## EXERCISE GOAL
Scanning the entries below, copy every line that contains the word "persistence".

(Stored data entries)
++++++++
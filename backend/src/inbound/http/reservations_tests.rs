//! HTTP-level coverage for the reservation handlers over fixture ports.

use std::sync::Arc;

use actix_web::cookie::Cookie;
use actix_web::http::StatusCode;
use actix_web::{test as actix_test, web, App};
use chrono::Utc;
use rstest::rstest;
use rust_decimal::Decimal;
use serde_json::{json, Value};
use uuid::Uuid;

use crate::domain::ports::{FixtureReservationRepository, FIXTURE_OPERATOR_ID};
use crate::domain::{Reservation, ReservationStatus, UserId};
use crate::inbound::http::test_utils::{fixture_state_with, test_session_middleware};
use crate::inbound::http::users::login;

use super::{
    create_reservation, delete_reservation, get_reservation, list_reservations,
    update_reservation,
};

fn operator() -> UserId {
    UserId::new(FIXTURE_OPERATOR_ID).expect("fixture operator id")
}

fn reservation(owner: &UserId, status: ReservationStatus) -> Reservation {
    let now = Utc::now();
    Reservation {
        id: Uuid::new_v4(),
        reference_code: "WF-2026-0042".to_owned(),
        owner_id: *owner.as_uuid(),
        status,
        total_price: Decimal::ZERO,
        amount_paid: Decimal::ZERO,
        notes: None,
        created_by: *owner.as_uuid(),
        updated_by: *owner.as_uuid(),
        created_at: now,
        updated_at: now,
    }
}

fn test_app(
    repository: FixtureReservationRepository,
) -> App<
    impl actix_web::dev::ServiceFactory<
        actix_web::dev::ServiceRequest,
        Config = (),
        Response = actix_web::dev::ServiceResponse,
        Error = actix_web::Error,
        InitError = (),
    >,
> {
    App::new()
        .app_data(web::Data::new(fixture_state_with(Arc::new(repository))))
        .wrap(test_session_middleware())
        .service(
            web::scope("/api/v1")
                .service(login)
                .service(create_reservation)
                .service(list_reservations)
                .service(get_reservation)
                .service(update_reservation)
                .service(delete_reservation),
        )
}

async fn login_cookie<S>(app: &S) -> Cookie<'static>
where
    S: actix_web::dev::Service<
        actix_http::Request,
        Response = actix_web::dev::ServiceResponse,
        Error = actix_web::Error,
    >,
{
    let request = actix_test::TestRequest::post()
        .uri("/api/v1/login")
        .set_json(json!({ "username": "admin", "password": "password" }))
        .to_request();
    let response = actix_test::call_service(app, request).await;
    assert!(response.status().is_success(), "login must succeed");
    response
        .response()
        .cookies()
        .find(|cookie| cookie.name() == "session")
        .expect("session cookie set")
        .into_owned()
}

#[actix_web::test]
async fn endpoints_require_a_session() {
    let app = actix_test::init_service(test_app(FixtureReservationRepository::default())).await;

    let response = actix_test::call_service(
        &app,
        actix_test::TestRequest::get()
            .uri("/api/v1/reservations")
            .to_request(),
    )
    .await;
    assert_eq!(response.status(), StatusCode::UNAUTHORIZED);
}

#[actix_web::test]
async fn create_rejects_a_missing_reference_code() {
    let app = actix_test::init_service(test_app(FixtureReservationRepository::default())).await;
    let cookie = login_cookie(&app).await;

    let response = actix_test::call_service(
        &app,
        actix_test::TestRequest::post()
            .uri("/api/v1/reservations")
            .cookie(cookie)
            .set_json(json!({ "notes": "two rooms" }))
            .to_request(),
    )
    .await;
    assert_eq!(response.status(), StatusCode::BAD_REQUEST);
    let value: Value =
        serde_json::from_slice(&actix_test::read_body(response).await).expect("error payload");
    assert_eq!(value["details"]["field"], "referenceCode");
    assert_eq!(value["details"]["code"], "missing_field");
}

#[actix_web::test]
async fn get_serves_the_reservation_with_totals() {
    let record = reservation(&operator(), ReservationStatus::Draft);
    let app = actix_test::init_service(test_app(FixtureReservationRepository::with_record(
        record.clone(),
    )))
    .await;
    let cookie = login_cookie(&app).await;

    let response = actix_test::call_service(
        &app,
        actix_test::TestRequest::get()
            .uri(&format!("/api/v1/reservations/{}", record.id))
            .cookie(cookie)
            .to_request(),
    )
    .await;
    assert_eq!(response.status(), StatusCode::OK);
    let value: Value =
        serde_json::from_slice(&actix_test::read_body(response).await).expect("payload");
    assert_eq!(value["referenceCode"], "WF-2026-0042");
    assert_eq!(value["status"], "draft");
    assert!(value["currencyTotals"].as_array().expect("array").is_empty());
}

#[actix_web::test]
async fn get_rejects_another_operators_reservation() {
    let record = reservation(&UserId::random(), ReservationStatus::Draft);
    let app = actix_test::init_service(test_app(FixtureReservationRepository::with_record(
        record.clone(),
    )))
    .await;
    let cookie = login_cookie(&app).await;

    let response = actix_test::call_service(
        &app,
        actix_test::TestRequest::get()
            .uri(&format!("/api/v1/reservations/{}", record.id))
            .cookie(cookie)
            .to_request(),
    )
    .await;
    assert_eq!(response.status(), StatusCode::FORBIDDEN);
}

#[rstest]
#[case("/api/v1/reservations/not-a-uuid")]
#[actix_web::test]
async fn malformed_ids_are_rejected_with_details(#[case] uri: &str) {
    let app = actix_test::init_service(test_app(FixtureReservationRepository::default())).await;
    let cookie = login_cookie(&app).await;

    let response = actix_test::call_service(
        &app,
        actix_test::TestRequest::get()
            .uri(uri)
            .cookie(cookie)
            .to_request(),
    )
    .await;
    assert_eq!(response.status(), StatusCode::BAD_REQUEST);
    let value: Value =
        serde_json::from_slice(&actix_test::read_body(response).await).expect("error payload");
    assert_eq!(value["details"]["code"], "invalid_uuid");
}

#[actix_web::test]
async fn patch_rejects_reopening_a_cancelled_reservation() {
    let record = reservation(&operator(), ReservationStatus::Cancelled);
    let app = actix_test::init_service(test_app(FixtureReservationRepository::with_record(
        record.clone(),
    )))
    .await;
    let cookie = login_cookie(&app).await;

    let response = actix_test::call_service(
        &app,
        actix_test::TestRequest::patch()
            .uri(&format!("/api/v1/reservations/{}", record.id))
            .cookie(cookie)
            .set_json(json!({ "status": "draft" }))
            .to_request(),
    )
    .await;
    assert_eq!(response.status(), StatusCode::BAD_REQUEST);
    let value: Value =
        serde_json::from_slice(&actix_test::read_body(response).await).expect("error payload");
    assert_eq!(value["details"]["code"], "forbidden_transition");
}

#[actix_web::test]
async fn delete_acknowledges_with_the_id() {
    let record = reservation(&operator(), ReservationStatus::Draft);
    let app = actix_test::init_service(test_app(FixtureReservationRepository::with_record(
        record.clone(),
    )))
    .await;
    let cookie = login_cookie(&app).await;

    let response = actix_test::call_service(
        &app,
        actix_test::TestRequest::delete()
            .uri(&format!("/api/v1/reservations/{}", record.id))
            .cookie(cookie)
            .to_request(),
    )
    .await;
    assert_eq!(response.status(), StatusCode::OK);
    let value: Value =
        serde_json::from_slice(&actix_test::read_body(response).await).expect("payload");
    assert_eq!(value["id"], record.id.to_string());
}
//! Backend entry-point: environment-driven bootstrap for the reservation
//! administration API.

use std::env;
use std::net::SocketAddr;

use actix_web::cookie::{Key, SameSite};
use actix_web::web;
use tracing::warn;
use tracing_subscriber::{fmt, EnvFilter};

use backend::inbound::http::health::HealthState;
use backend::outbound::persistence::{DbPool, PoolConfig};
use backend::server::{create_server, ServerConfig};

const DEFAULT_BIND_ADDR: &str = "0.0.0.0:8080";

/// Application bootstrap.
#[actix_web::main]
async fn main() -> std::io::Result<()> {
    if let Err(e) = fmt()
        .with_env_filter(EnvFilter::from_default_env())
        .json()
        .try_init()
    {
        warn!(error = %e, "tracing init failed");
    }

    let key = load_session_key()?;

    let cookie_secure = env::var("SESSION_COOKIE_SECURE")
        .map(|v| v != "0")
        .unwrap_or(true);

    let bind_addr: SocketAddr = env::var("BIND_ADDR")
        .unwrap_or_else(|_| DEFAULT_BIND_ADDR.into())
        .parse()
        .map_err(|e| std::io::Error::other(format!("invalid BIND_ADDR: {e}")))?;

    let mut config = ServerConfig::new(key, cookie_secure, SameSite::Lax, bind_addr);
    if let Some(pool) = build_pool().await? {
        config = config.with_db_pool(pool);
    }

    let health_state = web::Data::new(HealthState::new());
    create_server(health_state, config)?.await
}

/// Load the session signing key from `SESSION_KEY_FILE`.
///
/// Debug builds (or `SESSION_ALLOW_EPHEMERAL=1`) fall back to a generated
/// key so local development works without provisioning a secret.
fn load_session_key() -> std::io::Result<Key> {
    let key_path =
        env::var("SESSION_KEY_FILE").unwrap_or_else(|_| "/var/run/secrets/session_key".into());
    match std::fs::read(&key_path) {
        Ok(bytes) => Ok(Key::derive_from(&bytes)),
        Err(e) => {
            let allow_dev = env::var("SESSION_ALLOW_EPHEMERAL").ok().as_deref() == Some("1");
            if cfg!(debug_assertions) || allow_dev {
                warn!(path = %key_path, error = %e, "using temporary session key (dev only)");
                Ok(Key::generate())
            } else {
                Err(std::io::Error::other(format!(
                    "failed to read session key at {key_path}: {e}"
                )))
            }
        }
    }
}

/// Build the connection pool from `DATABASE_URL`, when configured.
async fn build_pool() -> std::io::Result<Option<DbPool>> {
    let Ok(database_url) = env::var("DATABASE_URL") else {
        warn!("DATABASE_URL not set; starting without persistence");
        return Ok(None);
    };

    let mut pool_config = PoolConfig::new(database_url);
    if let Ok(raw) = env::var("DB_POOL_MAX_SIZE") {
        let max_size = raw
            .parse()
            .map_err(|e| std::io::Error::other(format!("invalid DB_POOL_MAX_SIZE: {e}")))?;
        pool_config = pool_config.with_max_size(max_size);
    }

    let pool = DbPool::new(pool_config)
        .await
        .map_err(|e| std::io::Error::other(format!("failed to build database pool: {e}")))?;
    Ok(Some(pool))
}
//! Shared error type for repository ports and its domain translation.
//!
//! Adapters classify backend failures into this taxonomy once; the
//! [`From`] impl then decides what each class reveals to clients. Messages
//! for `Unavailable` and `Query` are logged here and replaced with opaque
//! text so driver internals never leak through an API response.

use crate::domain::DomainError;

use super::define_port_error;

define_port_error! {
    /// Errors raised by storage adapters behind the repository ports.
    pub enum StorageError {
        /// The addressed row does not exist.
        NotFound { entity: String } => "{entity} not found",
        /// A uniqueness guarantee was violated.
        Conflict { message: String } => "{message}",
        /// The write would leave the data set invalid.
        Integrity { message: String } => "{message}",
        /// The database is unreachable or the pool is exhausted.
        Unavailable { message: String } => "storage unavailable: {message}",
        /// Any other query failure.
        Query { message: String } => "storage query failed: {message}",
    }
}

impl From<StorageError> for DomainError {
    fn from(err: StorageError) -> Self {
        match err {
            StorageError::NotFound { entity } => {
                DomainError::not_found(format!("{entity} not found"))
            }
            StorageError::Conflict { message } => DomainError::conflict(message),
            StorageError::Integrity { message } => DomainError::integrity(message),
            StorageError::Unavailable { message } => {
                tracing::error!(error = %message, "storage unavailable");
                DomainError::unavailable("the service is temporarily unavailable")
            }
            StorageError::Query { message } => {
                tracing::error!(error = %message, "storage query failed");
                DomainError::internal("an unexpected storage error occurred")
            }
        }
    }
}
++++++++
## THE COMPLETED TASK
use backend::outbound::persistence::{DbPool, PoolConfig};
        warn!("DATABASE_URL not set; starting without persistence");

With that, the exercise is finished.